Critical warning: Non-clinically involved site biopsies have high false-negative rates, especially in ATTR amyloidosis 5. Biopsy from symptomatic organs when possible.
Step 4: Amyloid Typing (Essential—Treatment Depends on Type)
Once amyloid is confirmed, typing is mandatory because treatment differs fundamentally between types. 2, 8
Gold Standard Method:
- Mass spectrometry (88% sensitivity, 96% specificity) is the most accurate method for identifying the protein subtype 2, 8
Alternative Methods:
- Immunohistochemistry with antibodies against amyloid A, κ- and λ-light chains, and TTR 1
- Immunofluorescence or immunogold electron microscopy 2
Caveat: Immunohistochemistry has limitations in specificity and sensitivity of commercial antibodies 8. When results are equivocal, proceed to mass spectrometry.
For TTR Amyloidosis:
If TTR amyloid is detected, perform DNA mutational analysis (TTR gene sequencing) to differentiate hereditary ATTRv from wild-type ATTRwt. 1, 5 This is crucial even without family history, as ATTRv has variable penetrance 5.
Step 5: Cardiac Imaging for Cardiac Involvement
Echocardiography is the first-line cardiac imaging modality in all suspected cases. 1, 3
Key Echocardiographic Findings:
- LV wall thickness ≥12 mm with small cavity 3
- Biatrial enlargement disproportionate to ventricular dysfunction 3
- Restrictive transmitral Doppler filling pattern 3
- Apical sparing pattern on longitudinal strain with apical-to-basal ratio >2.1 (highly suggestive) 3
- Thickened valves without significant stenosis 3
Cardiac MRI (When Echo is Suggestive or Equivocal):
- Diffuse subendocardial or transmural late gadolinium enhancement (LGE) (88% sensitivity, 100% specificity for AL) 3
- Myocardial nulling before blood pool nulling 3
- Elevated native T1 values (>1020-1044 ms) and extracellular volume (ECV >0.40) 3
Important limitation: Neither echocardiography nor cardiac MRI can distinguish AL from ATTR amyloidosis 3.
Step 6: Nuclear Imaging for ATTR Diagnosis (Non-Invasive Alternative)
For ATTR cardiac amyloidosis, nuclear imaging with 99mTc-PYP/DPD/HMDP can be diagnostic WITHOUT biopsy when: 1, 3
- Grade 2-3 cardiac uptake is present, AND
- Monoclonal protein screening is negative
This approach has revolutionized ATTR diagnosis by avoiding endomyocardial biopsy in appropriate clinical contexts 3.

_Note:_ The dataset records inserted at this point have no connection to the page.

//! Base62 encoding over the GMP-ordered alphabet `0-9A-Za-z`.
//!
//! The input is treated as one big-endian number and converted between
//! radix 256 and radix 62 by repeated long division. Leading zero bytes of
//! the input (except the last byte) survive as leading `'0'` digits, so the
//! codec is a bijection between byte strings and canonical base62 strings.

use super::EncodingError;

/// Base62 alphabet, digits first then upper then lower case.
pub const BASE62_ALPHABET: &[u8; 62] =
    b"0123456789ABCDEFGHIJKLMNOPQRSTUVWXYZabcdefghijklmnopqrstuvwxyz";

const BYTE_BASE: u32 = 256;
const TARGET_BASE: u32 = 62;

/// Encode bytes as base62.
pub fn base62_encode(bytes: &[u8]) -> String {
    convert(bytes, BYTE_BASE, TARGET_BASE)
        .into_iter()
        .map(|digit| BASE62_ALPHABET[digit as usize] as char)
        .collect()
}

/// Decode base62 text. Any character outside the alphabet is rejected.
pub fn base62_decode(text: &str) -> Result<Vec<u8>, EncodingError> {
    let digits = text
        .chars()
        .enumerate()
        .map(|(position, character)| {
            digit_value(character).ok_or(EncodingError::InvalidCharacter {
                encoding: "base62",
                character,
                position,
            })
        })
        .collect::<Result<Vec<u8>, _>>()?;

    Ok(convert(&digits, TARGET_BASE, BYTE_BASE))
}

/// Upper bound used to size buffers: `ceil(len * log(256) / log(62))`.
pub fn estimated_base62_len(byte_len: usize) -> usize {
    estimate_output_len(byte_len, BYTE_BASE, TARGET_BASE)
}

fn digit_value(c: char) -> Option<u8> {
    match c {
        '0'..='9' => Some(c as u8 - b'0'),
        'A'..='Z' => Some(c as u8 - b'A' + 10),
        'a'..='z' => Some(c as u8 - b'a' + 36),
        _ => None,
    }
}

fn estimate_output_len(len: usize, source_base: u32, target_base: u32) -> usize {
    let ratio = f64::from(source_base).ln() / f64::from(target_base).ln();
    (ratio * len as f64).ceil() as usize
}

/// Radix conversion of a big-endian digit string, most significant first.
fn convert(message: &[u8], source_base: u32, target_base: u32) -> Vec<u8> {
    let mut out = Vec::with_capacity(estimate_output_len(message.len(), source_base, target_base));
    let mut source = message.to_vec();

    while !source.is_empty() {
        let mut quotient = Vec::with_capacity(source.len());
        let mut remainder = 0u32;
        for &digit in &source {
            let accumulator = u32::from(digit) + remainder * source_base;
            let next = accumulator / target_base;
            remainder = accumulator % target_base;
            if !quotient.is_empty() || next > 0 {
                quotient.push(next as u8);
            }
        }
        out.push(remainder as u8);
        source = quotient;
    }

    // leading zero digits, all but the final one which the loop already emitted
    let leading_zeros = message
        .iter()
        .take(message.len().saturating_sub(1))
        .take_while(|&&d| d == 0)
        .count();
    out.extend(std::iter::repeat(0u8).take(leading_zeros));

    out.reverse();
    out
}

Step 7: Assess Extent of Organ Involvement
Once amyloidosis is confirmed, systematically evaluate all potentially affected organs, as extent determines treatment strategy and prognosis: 1
Cardiac Assessment:
- ECG (look for low voltage, pseudoinfarct pattern) 3
- NT-proBNP and troponin for staging 3
- Echocardiography with strain imaging 3
Renal Assessment:
Neurologic Assessment:
- Nerve conduction studies and electromyography 5
- Quantitative sensory testing for small fiber function 5
- Autonomic function testing (postural BP, heart rate variability) 5
Hepatic Assessment:
- Hepatomegaly with elevated alkaline phosphatase suggests hepatic involvement in AL amyloidosis 1
Nutritional Assessment:
- Modified BMI (mBMI = serum albumin × BMI): mBMI <600 kg/m²·g/L indicates poor nutritional status and poor prognosis 1
Common Diagnostic Pitfalls to Avoid
- Never rely on imaging alone—tissue diagnosis with Congo red staining is mandatory 2
- Always perform amyloid typing—treatment differs fundamentally between AL and TTR amyloidosis 2
- Don't assume elevated SAA alone diagnoses AA amyloidosis—tissue confirmation is always required 5
- Request Congo red staining specifically—diagnosis may be missed on routine histology 1
- Screen all MGUS patients routinely with focused history, physical exam, and urine albumin assessment 6
Prognosis Considerations
Cardiac involvement is the major determinant of survival, and earlier detection improves outcomes 6. Median survival with congestive heart failure is only 6 months after symptom onset, with cardiac causes accounting for 40% of deaths 4. Overall median survival for untreated AL amyloidosis is 12 months 4.